Northern blotting validation of novel rLCV miRNAs derived from known pre-miRNAs. Expression of low-abundance novel miRNAs was validated by probing total RNA purified from uninfected BJAB B cells (lane 1) and rLCV-infected 211-98 and 309-98 cells (lanes 2 and 3, respectively) with DNA oligonucleotides antisense to the sequence with the highest number of reads for each miRNA listed. Rhesus monkey (M. mulatta) miRNA miR-16 is shown as a loading control.

FIG. 3.

Novel rLCV pre-miRNAs and the corresponding mature miRNAs. (A) Predicted structures for novel rLCV pre-miRNAs are minimal free-energy folds from the mfold algorithm (34, 66). Mature miRNAs representing the most frequently sequenced isoform are highlighted. (B) Northern blot analysis of novel mature miRNAs as in Fig. 2. (C) Sequence conservation of the major sequenced isoforms of rL1-2-5p and rL1-2-3p miRNAs with those from the similar EBV miRNAs, BHRF1-2-5p and BHRF1-2-3p, respectively. Nonidentical nucleotides are in bold.

FIG. 4.

Specific coimmunoprecipitation of rLCV miRNAs with Argonaute proteins. (A) Lysed 309-98 cells were subjected to coimmunoprecipitation with anti-Argonaute antibody 2A8 or negative controls (normal mouse serum [MS] and mouse monoclonal anti-HA IgG [IgG]).

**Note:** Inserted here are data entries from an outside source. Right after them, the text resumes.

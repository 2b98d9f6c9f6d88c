//! NetworkCoverage: values bound to network locations.
//!
//! A coverage stores a sorted list of locations and a flat row-major value
//! buffer in which one axis (the *location axis*) is indexed by location.
//! Any other axes (time steps before it, components after it) are carried
//! along untouched when locations are added, removed or rebased.

use super::location::NetworkLocation;
use super::permutation::LocationPermutation;
use crate::debug_invariants::DebugInvariants;
use crate::network_error::NetworkError;
use crate::rebase::{LocationAddressed, RebasePlan};
use crate::topology::ids::BranchId;
use itertools::Itertools;

#[derive(Clone, Debug, serde::Serialize, serde::Deserialize)]
pub struct NetworkCoverage<V> {
    pub name: String,
    locations: Vec<NetworkLocation>,
    values: Vec<V>,
    /// Full shape of `values`; `shape[location_axis] == locations.len()`.
    shape: Vec<usize>,
    location_axis: usize,
    default_value: V,
}

impl<V: Clone> NetworkCoverage<V> {
    /// One value per location.
    pub fn new(name: impl Into<String>, default_value: V) -> Self {
        Self::with_shape(name, default_value, &[], &[])
    }

    /// Values shaped `leading × locations × trailing`.
    pub fn with_shape(
        name: impl Into<String>,
        default_value: V,
        leading: &[usize],
        trailing: &[usize],
    ) -> Self {
        let mut shape = leading.to_vec();
        shape.push(0);
        shape.extend_from_slice(trailing);
        Self {
            name: name.into(),
            locations: Vec::new(),
            values: Vec::new(),
            shape,
            location_axis: leading.len(),
            default_value,
        }
    }

    pub fn locations(&self) -> &[NetworkLocation] {
        &self.locations
    }

    /// Flat row-major buffer.
    pub fn values(&self) -> &[V] {
        &self.values
    }

    pub fn values_mut(&mut self) -> &mut [V] {
        &mut self.values
    }

    pub fn shape(&self) -> &[usize] {
        &self.shape
    }

    pub fn location_axis(&self) -> usize {
        self.location_axis
    }

    pub fn len(&self) -> usize {
        self.locations.len()
    }

    pub fn is_empty(&self) -> bool {
        self.locations.is_empty()
    }

    /// Index of the location coinciding with `location`.
    pub fn index_of(&self, location: &NetworkLocation) -> Option<usize> {
        self.locations.iter().position(|l| l == location)
    }

    /// Value of a one-value-per-location coverage.
    pub fn value(&self, location: &NetworkLocation) -> Option<&V> {
        if self.shape.len() != 1 {
            return None;
        }
        self.index_of(location).and_then(|i| self.values.get(i))
    }

    /// Set the value of a one-value-per-location coverage, adding the
    /// location when it is new.
    pub fn set_value(&mut self, location: NetworkLocation, value: V) -> Result<(), NetworkError> {
        if self.shape.len() != 1 {
            return Err(NetworkError::ValueLengthMismatch {
                expected: 1,
                found: self.shape.iter().product(),
            });
        }
        let index = self.add_location(location)?;
        self.values[index] = value;
        Ok(())
    }

    /// Insert `location` in sorted position with default values and return
    /// its index. A coinciding location is reused.
    pub fn add_location(&mut self, location: NetworkLocation) -> Result<usize, NetworkError> {
        NetworkError::check_finite("coverage chainage", location.chainage)?;
        if let Some(existing) = self.index_of(&location) {
            return Ok(existing);
        }
        let at = self
            .locations
            .partition_point(|l| l.total_cmp(&location).is_le());
        let picks: Vec<Option<usize>> = (0..self.locations.len())
            .map(Some)
            .take(at)
            .chain(std::iter::once(None))
            .chain((at..self.locations.len()).map(Some))
            .collect();
        self.regather(&picks);
        self.locations.insert(at, location);
        crate::debug_invariants!(self.validate_invariants(), "NetworkCoverage");
        Ok(at)
    }

    /// Replace all locations and values. `values` is laid out with the given
    /// locations on the location axis; both are sorted together.
    pub fn set_locations(
        &mut self,
        locations: Vec<NetworkLocation>,
        values: Vec<V>,
    ) -> Result<(), NetworkError> {
        let mut shape = self.shape.clone();
        shape[self.location_axis] = locations.len();
        let expected: usize = shape.iter().product();
        if values.len() != expected {
            return Err(NetworkError::ValueLengthMismatch {
                expected,
                found: values.len(),
            });
        }
        if let Some(bad) = locations.iter().find(|l| !l.chainage.is_finite()) {
            return Err(NetworkError::NonFinite {
                what: "coverage chainage",
                value: bad.chainage,
            });
        }
        let permutation = LocationPermutation::sorting(&locations);
        self.values = permutation.apply_along_axis(&values, &shape, self.location_axis)?;
        self.locations = permutation.permute(&locations)?;
        self.shape = shape;
        crate::debug_invariants!(self.validate_invariants(), "NetworkCoverage");
        Ok(())
    }

    /// Drop every location on `branch` with its values.
    pub fn clear_branch(&mut self, branch: BranchId) {
        let picks: Vec<Option<usize>> = self
            .locations
            .iter()
            .positions(|l| l.branch != branch)
            .map(Some)
            .collect();
        self.regather(&picks);
        self.locations.retain(|l| l.branch != branch);
        crate::debug_invariants!(self.validate_invariants(), "NetworkCoverage");
    }

    pub fn clear(&mut self) {
        self.regather(&[]);
        self.locations.clear();
    }

    /// Rebuild the buffer along the location axis: entry `i` of the new axis
    /// is old entry `picks[i]`, or the default value for `None`.
    fn regather(&mut self, picks: &[Option<usize>]) {
        let axis = self.location_axis;
        let n = self.shape[axis];
        let inner: usize = self.shape[axis + 1..].iter().product();
        let outer: usize = self.shape[..axis].iter().product();
        let mut out = Vec::with_capacity(outer * picks.len() * inner);
        for o in 0..outer {
            let block = o * n * inner;
            for pick in picks {
                match pick {
                    Some(old) => {
                        let start = block + old * inner;
                        out.extend_from_slice(&self.values[start..start + inner]);
                    }
                    None => out.extend(std::iter::repeat_n(self.default_value.clone(), inner)),
                }
            }
        }
        self.values = out;
        self.shape[axis] = picks.len();
    }
}

impl<V: Clone> LocationAddressed for NetworkCoverage<V> {
    fn rebase(&mut self, plan: &RebasePlan) -> Result<(), NetworkError> {
        let (locations, permutation) = plan.rebase_locations(&self.locations)?;
        let values = permutation.apply_along_axis(&self.values, &self.shape, self.location_axis)?;
        self.locations = locations;
        self.values = values;
        crate::debug_invariants!(self.validate_invariants(), "NetworkCoverage");
        Ok(())
    }
}

impl<V: Clone> DebugInvariants for NetworkCoverage<V> {
    fn debug_assert_invariants(&self) {
        crate::debug_invariants!(self.validate_invariants(), "NetworkCoverage");
    }

    fn validate_invariants(&self) -> Result<(), NetworkError> {
        if self.shape[self.location_axis] != self.locations.len() {
            return Err(NetworkError::ValueLengthMismatch {
                expected: self.locations.len(),
                found: self.shape[self.location_axis],
            });
        }
        let expected: usize = self.shape.iter().product();
        if self.values.len() != expected {
            return Err(NetworkError::ValueLengthMismatch {
                expected,
                found: self.values.len(),
            });
        }
        if let Some((a, b)) = self
            .locations
            .iter()
            .tuple_windows()
            .find(|(a, b)| a.total_cmp(b).is_gt())
        {
            return Err(NetworkError::InvariantViolation(format!(
                "coverage `{}` locations out of order: {a} before {b}",
                self.name
            )));
        }
        Ok(())
    }
}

RNAs isolated from equal fractions of the input lysate (IN, lane 1), the cleared supernatant (S, lanes 2, 4, and 6), and immunoprecipitates (IP, lanes 3, 5, and 7) were probed with DNA oligonucleotides antisense to the miRNA indicated (see Table S1 in the supplemental material or miRBase). Precursor miRNAs do not efficiently coimmunoprecipitate (pre-rL1-2 is an example). U6 was provided a loading control. Length estimates are based on a 10-bp DNA ladder (right). (B) Coimmunoprecipitation, as in panel A, of the highly abundant novel mature rLCV miRNAs.